Every week "the Incredible Internet Guy" selects a topic and gives you a list of high-quality Internet sites devoted to it.

Thursday, January 6, 2005

"CensusScope is an easy-to-use tool for investigating U.S. demographic trends, brought to you by the Social Science Data Analysis Network (SSDAN) at the University of Michigan. With eye-catching graphics and exportable trend data, CensusScope is designed for both generalists and specialists." It includes state, metro area and county data going back to 1980 or even earlier for things such as population growth, race, age structure, family structure and income.

Also check out Dataplace, which creates interesting maps and charts of states, counties and cities showing, by Census tract, the homeownership rate, poverty rate, unemployment rate, vacancy rate and the percent of housing units that are overcrowded. It's slick but still "beta," meaning it's still being developed.

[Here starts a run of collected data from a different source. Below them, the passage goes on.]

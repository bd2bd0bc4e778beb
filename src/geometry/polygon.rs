//! Closed polygon type and curved-outline flattening.
//!
//! Board geometry stores no arcs: every curved copper outline (via barrels,
//! trace end caps) is flattened to line segments when constructed, with the
//! maximum deviation bounded by [`crate::MAX_ARC_TOLERANCE`]. That constant
//! is shared with the offset stages of the plane fill so all curved edges on
//! a board are approximated consistently.

use crate::geometry::Point;
use crate::{Coord, CoordF, MAX_ARC_TOLERANCE, SCALING_FACTOR};
use serde::{Deserialize, Serialize};

/// A closed polygon, stored as an open vertex list (the closing edge from the
/// last vertex back to the first is implicit).
#[derive(Debug, Clone, Default, PartialEq, Eq, Hash, Serialize, Deserialize)]
pub struct Polygon {
    points: Vec<Point>,
}

/// A list of polygons.
pub type Polygons = Vec<Polygon>;

impl Polygon {
    /// Create an empty polygon.
    pub fn new() -> Self {
        Polygon { points: Vec::new() }
    }

    /// Create a polygon from a vertex list.
    ///
    /// A trailing vertex equal to the first is dropped; closure is implicit.
    pub fn from_points(mut points: Vec<Point>) -> Self {
        if points.len() > 1 && points.first() == points.last() {
            points.pop();
        }
        Polygon { points }
    }

    /// The vertex list (without the implicit closing vertex).
    #[inline]
    pub fn points(&self) -> &[Point] {
        &self.points
    }

    #[inline]
    pub fn len(&self) -> usize {
        self.points.len()
    }

    #[inline]
    pub fn is_empty(&self) -> bool {
        self.points.is_empty()
    }

    /// Whether the polygon encloses a non-zero area.
    ///
    /// Degenerate polygons (fewer than 3 vertices, or all vertices collinear)
    /// are rejected by the fill pipeline rather than handed to the clipping
    /// backend.
    pub fn is_valid(&self) -> bool {
        self.points.len() >= 3 && self.doubled_area() != 0
    }

    /// Twice the signed area, in squared nanometers (shoelace formula).
    /// Positive for counter-clockwise orientation.
    pub fn doubled_area(&self) -> i128 {
        let n = self.points.len();
        if n < 3 {
            return 0;
        }
        let mut sum: i128 = 0;
        for i in 0..n {
            let p1 = self.points[i];
            let p2 = self.points[(i + 1) % n];
            sum += p1.x as i128 * p2.y as i128 - p2.x as i128 * p1.y as i128;
        }
        sum
    }

    /// Signed area in square millimeters.
    pub fn area(&self) -> CoordF {
        (self.doubled_area() as CoordF) / (2.0 * SCALING_FACTOR * SCALING_FACTOR)
    }

    /// Reverse the vertex order (flips orientation).
    pub fn reverse(&mut self) {
        self.points.reverse();
    }

    /// Return a copy translated by the given offset.
    pub fn translated(&self, offset: Point) -> Polygon {
        Polygon {
            points: self.points.iter().map(|&p| p + offset).collect(),
        }
    }

    /// Even-odd point-in-polygon test using exact integer arithmetic.
    ///
    /// Points exactly on the boundary may be classified either way.
    pub fn contains_point(&self, p: Point) -> bool {
        let n = self.points.len();
        if n < 3 {
            return false;
        }
        let mut inside = false;
        for i in 0..n {
            let p1 = self.points[i];
            let p2 = self.points[(i + 1) % n];
            if (p1.y > p.y) != (p2.y > p.y) {
                let dx = (p2.x - p1.x) as i128;
                let dy = (p2.y - p1.y) as i128;
                let lhs = (p.y - p1.y) as i128 * dx;
                let rhs = (p.x - p1.x) as i128 * dy;
                let to_left = if dy > 0 { rhs < lhs } else { rhs > lhs };
                if to_left {
                    inside = !inside;
                }
            }
        }
        inside
    }

    /// Construct a flattened circle with the given center and diameter.
    ///
    /// The segment count is chosen so the inscribed polygon deviates from the
    /// true circle by at most [`MAX_ARC_TOLERANCE`].
    pub fn circle(center: Point, diameter: Coord) -> Polygon {
        let radius = (diameter / 2).max(1);
        let n = arc_segment_count(radius);
        let r = radius as CoordF;
        let points = (0..n)
            .map(|i| {
                let angle = (i as CoordF) * std::f64::consts::TAU / (n as CoordF);
                Point::new(
                    center.x + (r * angle.cos()).round() as Coord,
                    center.y + (r * angle.sin()).round() as Coord,
                )
            })
            .collect();
        Polygon { points }
    }

    /// Construct the outline of a stroked line segment: a rectangle with
    /// semicircular end caps (an obround). Used for trace copper and for
    /// outline strokes of board polygons.
    ///
    /// A zero-length segment degenerates to a circle.
    pub fn thick_segment(start: Point, end: Point, width: Coord) -> Polygon {
        if start == end {
            return Polygon::circle(start, width);
        }
        let half = (width / 2).max(1);
        let r = half as CoordF;
        let dir = ((end.y - start.y) as CoordF).atan2((end.x - start.x) as CoordF);
        let cap_segments = (arc_segment_count(half) / 2).max(2);

        let mut points = Vec::with_capacity(2 * (cap_segments + 1));
        // End cap: from dir - 90° to dir + 90°.
        for i in 0..=cap_segments {
            let angle = dir - std::f64::consts::FRAC_PI_2
                + (i as CoordF) * std::f64::consts::PI / (cap_segments as CoordF);
            points.push(Point::new(
                end.x + (r * angle.cos()).round() as Coord,
                end.y + (r * angle.sin()).round() as Coord,
            ));
        }
        // Start cap: from dir + 90° to dir + 270°.
        for i in 0..=cap_segments {
            let angle = dir + std::f64::consts::FRAC_PI_2
                + (i as CoordF) * std::f64::consts::PI / (cap_segments as CoordF);
            points.push(Point::new(
                start.x + (r * angle.cos()).round() as Coord,
                start.y + (r * angle.sin()).round() as Coord,
            ));
        }
        Polygon::from_points(points)
    }
}

/// Number of segments needed to flatten a full circle of the given radius
/// while keeping the sagitta below [`MAX_ARC_TOLERANCE`].
fn arc_segment_count(radius: Coord) -> usize {
    if radius <= MAX_ARC_TOLERANCE {
        return 8;
    }
    let ratio = 1.0 - (MAX_ARC_TOLERANCE as CoordF) / (radius as CoordF);
    let max_step = 2.0 * ratio.acos();
    ((std::f64::consts::TAU / max_step).ceil() as usize).max(8)
}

You don't have to admit to anyone you need help using computers just like your pre-TV era grandma, but AARP offers 7 "Basic Web Lessons" to get you up to speed on what any 6 year old already knows.

Electronic Discovery Law is a blog for lawyers on "legal issues, news and best practices related to the discovery of electronically stored information."

The Memory Hole has posted lists, in Excel format, of more than 500,000 Air Force historical documents that "cover almost every aspect of US military history from the 1920s to the early 1980s." The list was generated as a result of a FOIA request from researcher Michael Ravnitzky.

Wednesday, January 5, 2005

Blinkx is a new video and audio search engine that uses speech recognition software to search for words actually spoken during broadcasts. It searches CNN, BBC, Bloomberg, MSNBC, CBS.com, HBO, ESPN, Biography, The History Channel, NPR, Voice of America and more.

A search for "Louisville" turned up 10 hits from the BBC and SkySports. But the excerpts included in the results were so garbled -- a result of highly imperfect speech recognition no doubt -- that it was impossible to tell what the videos were about.

An example from a BBC video: "on BBC1 Louisville the union the union when the enemy the Sunnis the World." (That does seem to somehow sum it all up, though, doesn't it?)

You'll recall that Yahoo recently unveiled its own video search engine, which doesn't use speech recognition.

SearchEngineWatch, which reported on the above, offers a list of free and fee-based video search sites. It also mentions SpeechBot, which uses speech recognition like Blinkx.

Tuesday, January 4, 2005

You may remember Atomica/GuruNet/whatever its name was last week. For a while it was free and a lot of people around here installed it and loved it, then they began charging to use it. Now it's free again and you can find it at Answers.com. If you don't remember, the cool thing about what is now called "1-Click Answers" is that from within any program, you just alt-click on any word and it will look it up in a dictionary, thesaurus, encyclopedia and other reference works and display the results. It also comes with a Internet Explorer toolbar, an "Answer Bar" that hides on the lower right-hand corner of the screen or you can go to the Web site itself.